MIMIC II (Health Care)
Data from hospital ICU information systems, hospital archives and other external data sources. Created as part of a Bioengineering Research Partnership involving an interdisciplinary team from academia (MIT), industry (Philips Medical Systems) and clinical medicine (Beth Israel Deaconess Medical Center), with the goal of developing and evaluating advanced ICU patient monitoring systems that will substantially improve the efficiency, accuracy and timeliness of clinical decision-making in intensive care.
MIMIC III (Health Care)
MIMIC-III (Medical Information Mart for Intensive Care III) is an openly available data set developed by the MIT Lab for Computational Physiology, comprising deidentified health data associated with ~40,000 critical care patients. It includes demographics, vital signs, laboratory tests, medications, and more. See: “MIMIC-III, A Freely Accessible Critical Care Database” by Johnson AEW, Pollard TJ, Shen L, Lehman L, Feng M, Ghassemi M, Moody B, Szolovits P, Celi LA, and Mark RG. Scientific Data (2016). DOI: 10.1038/sdata.2016.35.
MODIS (Telescope/Satellite Imagery)
For our EarthDB project, we’re assembling a year’s worth of satellite imagery (from NASA’s MODIS instrument) for the whole globe. Our goal is to develop new tools for creating derived data products from the raw data, rather than requiring scientists to use existing data exports that NASA provides. We are using the Level 1B NASA data (the lowest level of raw data that is geo-referenced), which lives here. We use raw data at three spatial resolutions, available in sub-directories of the above link: MOD021KM is 1km resolution, MOD02HKM is 500m resolution, and MOD02QKM is 250m resolution. We also use the MOD03 metadata (also available in a sub-directory), and metadata from here to discriminate between data acquired in daytime and nighttime.

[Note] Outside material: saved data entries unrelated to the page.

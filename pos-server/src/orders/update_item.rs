//! Patch a line item
//!
//! Absent fields stay untouched; `note: null` clears the note. A present
//! `options` array replaces the line's customizations wholesale and the
//! signature is recomputed.

use crate::core::OpContext;
use crate::db::repository::{menu as menu_repo, order as order_repo};
use crate::money;
use crate::utils::validation::{validate_optional_text, MAX_NOTE_LEN};
use shared::error::{AppError, AppResult, ErrorCode};
use shared::models::{OrderItemCustomization, OrderItemPatch, OrderSnapshot, Role};
use shared::util::snowflake_id;
use sqlx::SqliteConnection;

use super::signature::customization_signature;
use super::snapshot::load_snapshot;
use super::{ensure_unlocked, load_order};

pub async fn update_item(
    conn: &mut SqliteConnection,
    ctx: &OpContext,
    order_id: i64,
    item_id: i64,
    patch: OrderItemPatch,
) -> AppResult<OrderSnapshot> {
    ctx.ensure_live()?;
    let order = load_order(conn, order_id).await?;
    ensure_unlocked(&order)?;

    let mut item = order_repo::find_item(conn, item_id)
        .await?
        .filter(|i| i.order_id == order.id)
        .ok_or_else(|| {
            AppError::new(ErrorCode::OrderItemNotFound).with_detail("item_id", item_id)
        })?;
    if item.voided {
        return Err(AppError::new(ErrorCode::OrderItemVoided).with_detail("item_id", item_id));
    }

    if patch.discount_amount.is_some() || patch.discount_percent.is_some() {
        ctx.require_role(Role::Cashier)?;
    }

    if let Some(qty) = patch.qty {
        money::validate_qty(qty)?;
        item.qty = money::round_qty(qty);
    }
    if let Some(amount) = patch.discount_amount {
        money::validate_non_negative(amount, "discount_amount")?;
        item.discount_amount = amount;
    }
    if let Some(percent) = patch.discount_percent {
        money::validate_percent(percent, "discount_percent")?;
        item.discount_percent = percent;
    }
    if let Some(note) = patch.note {
        validate_optional_text(&note, "note", MAX_NOTE_LEN)?;
        item.note = note;
    }

    if let Some(selections) = &patch.options {
        let menu_item_id = item.menu_item_id.ok_or_else(|| {
            AppError::invalid_request("line has no menu item, options cannot be changed")
        })?;
        let mut resolved = Vec::with_capacity(selections.len());
        for selection in selections {
            let group = menu_repo::find_group(conn, selection.group_id)
                .await?
                .filter(|g| g.menu_item_id == menu_item_id)
                .ok_or_else(|| {
                    AppError::new(ErrorCode::MenuOptionNotFound)
                        .with_detail("group_id", selection.group_id)
                })?;
            let option = menu_repo::find_option(conn, group.id, selection.option_id)
                .await?
                .ok_or_else(|| {
                    AppError::new(ErrorCode::MenuOptionNotFound)
                        .with_detail("option_id", selection.option_id)
                })?;
            resolved.push((group, option, selection.qty));
        }

        order_repo::delete_customizations(conn, item.id).await?;
        for (group, option, opt_qty) in resolved {
            order_repo::insert_customization(
                conn,
                &OrderItemCustomization {
                    id: snowflake_id(),
                    order_item_id: item.id,
                    group_id: group.id,
                    group_name: group.name,
                    option_id: option.id,
                    option_name: option.name,
                    qty: opt_qty,
                    price_delta: option.price_delta,
                },
            )
            .await?;
        }
        item.customization_signature = customization_signature(selections);
    }

    order_repo::update_item_fields(conn, &item).await?;
    load_snapshot(conn, order.id).await
}

#[cfg(test)]
mod tests {
    use super::*;
    use crate::orders::{add_item, create_order};
    use crate::testing::{open_test_shift, seed_menu_item, seed_menu_option, test_ctx, test_db};
    use shared::models::{OptionSelection, OrderAddItem, OrderCreate};

    async fn setup(conn: &mut SqliteConnection) -> (i64, i64) {
        open_test_shift(conn).await;
        seed_menu_item(conn, 10, "Paella", 25.0).await;
        let ctx = test_ctx(Role::Waiter);
        let order = create_order(conn, &ctx, OrderCreate::default())
            .await
            .unwrap();
        let snap = add_item(
            conn,
            &ctx,
            order.order.id,
            OrderAddItem {
                menu_item_id: 10,
                qty: 2.0,
                options: vec![],
                note: None,
            },
        )
        .await
        .unwrap();
        (order.order.id, snap.items[0].item.id)
    }

    #[tokio::test]
    async fn test_patch_qty() {
        let db = test_db().await;
        let mut conn = db.pool.acquire().await.unwrap();
        let ctx = test_ctx(Role::Waiter);
        let (order_id, item_id) = setup(&mut conn).await;

        let patch = OrderItemPatch {
            qty: Some(3.0),
            ..Default::default()
        };
        let snap = update_item(&mut conn, &ctx, order_id, item_id, patch)
            .await
            .unwrap();
        assert_eq!(snap.items[0].item.qty, 3.0);
        assert_eq!(snap.totals.subtotal, 75.0);
    }

    #[tokio::test]
    async fn test_discount_requires_cashier() {
        let db = test_db().await;
        let mut conn = db.pool.acquire().await.unwrap();
        let (order_id, item_id) = setup(&mut conn).await;

        let patch = OrderItemPatch {
            discount_percent: Some(10.0),
            ..Default::default()
        };
        let err = update_item(&mut conn, &test_ctx(Role::Waiter), order_id, item_id, patch.clone())
            .await
            .unwrap_err();
        assert_eq!(err.code, ErrorCode::CashierRequired);

        let snap = update_item(&mut conn, &test_ctx(Role::Cashier), order_id, item_id, patch)
            .await
            .unwrap();
        assert_eq!(snap.items[0].item.discount_percent, 10.0);
        assert_eq!(snap.totals.subtotal, 45.0);
    }

    #[tokio::test]
    async fn test_note_clear_vs_untouched() {
        let db = test_db().await;
        let mut conn = db.pool.acquire().await.unwrap();
        let ctx = test_ctx(Role::Waiter);
        let (order_id, item_id) = setup(&mut conn).await;

        let patch = OrderItemPatch {
            note: Some(Some("extra hot".into())),
            ..Default::default()
        };
        let snap = update_item(&mut conn, &ctx, order_id, item_id, patch)
            .await
            .unwrap();
        assert_eq!(snap.items[0].item.note.as_deref(), Some("extra hot"));

        // absent note leaves it alone
        let patch = OrderItemPatch {
            qty: Some(1.0),
            ..Default::default()
        };
        let snap = update_item(&mut conn, &ctx, order_id, item_id, patch)
            .await
            .unwrap();
        assert_eq!(snap.items[0].item.note.as_deref(), Some("extra hot"));

        // explicit null clears it
        let patch = OrderItemPatch {
            note: Some(None),
            ..Default::default()
        };
        let snap = update_item(&mut conn, &ctx, order_id, item_id, patch)
            .await
            .unwrap();
        assert_eq!(snap.items[0].item.note, None);
    }

    #[tokio::test]
    async fn test_options_replaced_wholesale() {
        let db = test_db().await;
        let mut conn = db.pool.acquire().await.unwrap();
        let ctx = test_ctx(Role::Waiter);
        let (order_id, item_id) = setup(&mut conn).await;
        seed_menu_option(&mut conn, 10, 100, 1000, 2.0).await;

        let patch = OrderItemPatch {
            options: Some(vec![OptionSelection {
                group_id: 100,
                option_id: 1000,
                qty: 1,
            }]),
            ..Default::default()
        };
        let snap = update_item(&mut conn, &ctx, order_id, item_id, patch)
            .await
            .unwrap();
        assert_eq!(snap.items[0].customizations.len(), 1);
        // 25*2 + 2 = 52
        assert_eq!(snap.totals.subtotal, 52.0);
        assert!(!snap.items[0].item.customization_signature.is_empty());

        let patch = OrderItemPatch {
            options: Some(vec![]),
            ..Default::default()
        };
        let snap = update_item(&mut conn, &ctx, order_id, item_id, patch)
            .await
            .unwrap();
        assert!(snap.items[0].customizations.is_empty());
        assert!(snap.items[0].item.customization_signature.is_empty());
    }

    #[tokio::test]
    async fn test_item_must_belong_to_order() {
        let db = test_db().await;
        let mut conn = db.pool.acquire().await.unwrap();
        let ctx = test_ctx(Role::Waiter);
        let (_, item_id) = setup(&mut conn).await;
        let other = create_order(&mut conn, &ctx, OrderCreate::default())
            .await
            .unwrap();

        let err = update_item(
            &mut conn,
            &ctx,
            other.order.id,
            item_id,
            OrderItemPatch::default(),
        )
        .await
        .unwrap_err();
        assert_eq!(err.code, ErrorCode::OrderItemNotFound);
    }
}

University of Washington CoAddition Testing Use-Case (Astronomy/Telescope Imagery)
The Large Synoptic Survey Telescope (LSST) is a large-scale, multi-organization initiative to build a new telescope and use it to continuously survey the entire visible sky. The LSST will generate tens of TB of telescope images every night. The planned survey will cover more sky with more visits than any survey before. The novelty of the project means that no current dataset can exercise the full complexity of the data expected from the LSST. For this reason, before the telescope produces its first images in a few years, astronomers are testing their data analysis pipelines, storage techniques, and data exploration using realistic but simulated images. More information on the simulation process can be found in this paper. This use-case provides a set of such simulated LSST images (approximately 1TB in binary format) and presents a simple but fundamental type of processing that needs to be performed on these images.